Vogue revient sur la vie et la riche carrière de Colette, l’une des écrivaines les plus importantes du 20ème siècle, première femme à avoir été nommée présidente de l’Académie Goncourt. En marge de son oeuvre littéraire, elle fut tour à tour journaliste, danseuse de music-hall et directrice d’un institut de beauté, trois activités qui en disent long sur son histoire et son rapport à la féminité dans la France du 20ème siècle.
Colette en 1922
© Apic/Getty Images
Colette journaliste
À la toute fin du 19ème siècle, alors mariée à Henri Gauthier-Villars, Colette publie ses premières chroniques musicales dans le quotidien La Cocarde.
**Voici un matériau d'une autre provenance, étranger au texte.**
//! Utility modules: wall clock abstraction.

pub mod clock;

pub use clock::{Clock, ManualClock, SystemClock};
//! Access-token renewal with a single-flight guard.

use reqwest::header::CONTENT_TYPE;
use tokio::sync::Mutex;
use tracing::{debug, info, warn};

use super::credentials::{CredentialBundle, TokenGrant};
use super::error::AuthError;
use super::storage::Scope;
use super::store::CredentialStore;

/// Which scope renewed credentials are written to.
#[derive(Debug, Clone, Copy, Default, PartialEq, Eq)]
pub enum RefreshScopePolicy {
    /// Always the persistent scope, even for session-only logins.
    #[default]
    AlwaysPersistent,
    /// The scope currently holding the access token.
    PreserveLoginScope,
}

/// Exchanges the stored refresh token for a new credential bundle.
///
/// Refreshes are serialized: while one is in flight, others wait for it and
/// reuse its outcome instead of sending a second refresh request.
pub struct RefreshCoordinator {
    client: reqwest::Client,
    refresh_url: String,
    store: CredentialStore,
    policy: RefreshScopePolicy,
    in_flight: Mutex<()>,
}

impl RefreshCoordinator {
    pub fn new(client: reqwest::Client, refresh_url: impl Into<String>, store: CredentialStore) -> Self {
        Self {
            client,
            refresh_url: refresh_url.into(),
            store,
            policy: RefreshScopePolicy::default(),
            in_flight: Mutex::new(()),
        }
    }

    pub fn with_policy(mut self, policy: RefreshScopePolicy) -> Self {
        self.policy = policy;
        self
    }

    /// Unconditionally renew the credentials.
    ///
    /// On any failure the store is cleared before the error is returned.
    pub async fn refresh(&self) -> Result<CredentialBundle, AuthError> {
        let _singleflight = self.in_flight.lock().await;
        self.exchange().await
    }

    /// Renew the credentials unless `stale_access_token` was already replaced.
    ///
    /// `stale_access_token` is the token a rejected request carried. If the
    /// store holds a different token by the time the guard is acquired, a
    /// concurrent caller already refreshed and the stored bundle is returned
    /// without a network call.
    pub async fn refresh_if_stale(
        &self,
        stale_access_token: Option<&str>,
    ) -> Result<CredentialBundle, AuthError> {
        let _singleflight = self.in_flight.lock().await;
        if let (Some(stale), Some(current)) = (stale_access_token, self.store.bundle()) {
            if current.access_token != stale {
                debug!("Access token already renewed by a concurrent refresh");
                return Ok(current);
            }
        }
        self.exchange().await
    }

    async fn exchange(&self) -> Result<CredentialBundle, AuthError> {
        match self.try_exchange().await {
            Ok(bundle) => {
                info!("Access token refreshed");
                Ok(bundle)
            }
            Err(err) => {
                warn!(error = %err, "Token refresh failed, clearing session");
                self.store.clear();
                Err(err)
            }
        }
    }

    async fn try_exchange(&self) -> Result<CredentialBundle, AuthError> {
        let refresh_token = self.store.refresh_token().ok_or(AuthError::NoRefreshToken)?;
        let scope = match self.policy {
            RefreshScopePolicy::AlwaysPersistent => Scope::Persistent,
            RefreshScopePolicy::PreserveLoginScope if self.store.holds_persistent() => {
                Scope::Persistent
            }
            RefreshScopePolicy::PreserveLoginScope => Scope::Session,
        };

        let resp = self
            .client
            .post(&self.refresh_url)
            .header(CONTENT_TYPE, "application/json")
            .bearer_auth(&refresh_token)
            .send()
            .await?;
        if !resp.status().is_success() {
            return Err(AuthError::RefreshRejected(resp.status().as_u16()));
        }
        let grant: TokenGrant = resp.json().await?;
        if !grant.has_access_token() {
            return Err(AuthError::InvalidResponse(
                "Refresh response missing access_token".to_string(),
            ));
        }
        self.store.save(&grant, scope)?;
        self.store.bundle().ok_or_else(|| {
            AuthError::InvalidResponse("Refreshed credentials could not be read back".to_string())
        })
    }
}
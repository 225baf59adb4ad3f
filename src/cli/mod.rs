//! Command-line front end for the admin dashboard client.

pub mod auth;
pub mod stats;

use clap::{Parser, Subcommand};

use crate::api::environmental::DEFAULT_DAYS;

/// EcoDash admin CLI
#[derive(Parser, Debug)]
#[command(name = "ecodash", version, about = "EcoDash admin dashboard client")]
pub struct Cli {
    /// Override the API base URL (otherwise ECODASH_API_BASE_URL)
    #[arg(long, global = true)]
    pub api_url: Option<String>,

    #[command(subcommand)]
    pub command: Commands,
}

/// Top-level CLI commands.
#[derive(Subcommand, Debug)]
pub enum Commands {
    /// Session management
    Auth(AuthArgs),
    /// Show the admin dashboard overview
    Dashboard,
    /// Show environmental impact statistics
    Environmental(EnvironmentalArgs),
}

#[derive(Parser, Debug)]
pub struct AuthArgs {
    #[command(subcommand)]
    pub command: AuthCommands,
}

#[derive(Subcommand, Debug)]
pub enum AuthCommands {
    /// Log in with email and password
    Login(LoginArgs),
    /// Show the stored session
    Status,
    /// Log out and clear stored credentials
    Logout,
}

/// Arguments for `ecodash auth login`.
#[derive(Parser, Debug)]
pub struct LoginArgs {
    #[arg(short, long)]
    pub email: String,

    /// Read from ECODASH_PASSWORD when omitted
    #[arg(short, long, env = "ECODASH_PASSWORD", hide_env_values = true)]
    pub password: String,

    /// Keep the session across runs
    #[arg(short, long)]
    pub remember: bool,
}

#[derive(Parser, Debug)]
pub struct EnvironmentalArgs {
    /// Analysis window in days
    #[arg(short, long, default_value_t = DEFAULT_DAYS)]
    pub days: u32,
}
Alors qu’elle rédige, sous les ordres de son mari, les premiers volets de la saga Claudine (signés Willy), elle entame une carrière dans la presse, qui fera d’elle l’une des journalistes les plus prolifiques de son temps. Critique, reportage, enquête, nouvelle, Colette maîtrise tous les formats, qu’elle traite avec un extraordinaire talent d’écrivain alors tenu secret par un mari opportuniste, qui préfère signer de son propre nom les œuvres romanesques de sa femme. La devise de Colette : "Il faut voir et non inventer". Et c’est à travers cette vision sensorielle du monde qu’on lui connaît si bien, qu’elle traite de sujets aussi vastes que la vie des femmes pendant la guerre, l’arrestation de Jules Bonnot et les mondanités parisiennes. Au long de sa vie, elle collabore à de nombreux titres, de La Fronde au Figaro en passant par Le Matin (son second époux, Henry de Jouvenel, en est alors rédacteur en chef), Le Mercure Musical (elle y publie une partie de ce qui deviendra Les Vrilles de la vigne), Paris-Soir et Marie Claire. À travers ce riche portfolio se dessinent les contours d’une écrivaine plurielle, qui traite de l’actualité avec autant de curiosité et de liberté qu’elle analyse et commente la condition des femmes de son époque. Et cette grande sensibilité qu’elle emploie pour décrire le monde dans lequel elle évolue, ses paysages et ses couleurs, comme dans cet article publié le 29 juillet 1915 dans Le Matin, intitulé Mes impressions d’Italie : "C’est l’heure des réverbères bleus. La hâte, le hasard ont varié leurs couleurs, du bleu brillant des vitraux gothiques jusqu’à l’azur de la mer peu profonde. Nos visages et nos mains nus reçoivent tantôt le bleu flatteur d’un clair de lune d’août, tantôt la pâleur verte de l’éclairage oxhydrique; le brouillard du Tibre tremble en halo autour des veilleuses bleues égrenées le long d’un quai… Rome, bleue, intacte, parée par la guerre, a trouvé dans la guerre de quoi rendre plus belle la beauté de ses nuits."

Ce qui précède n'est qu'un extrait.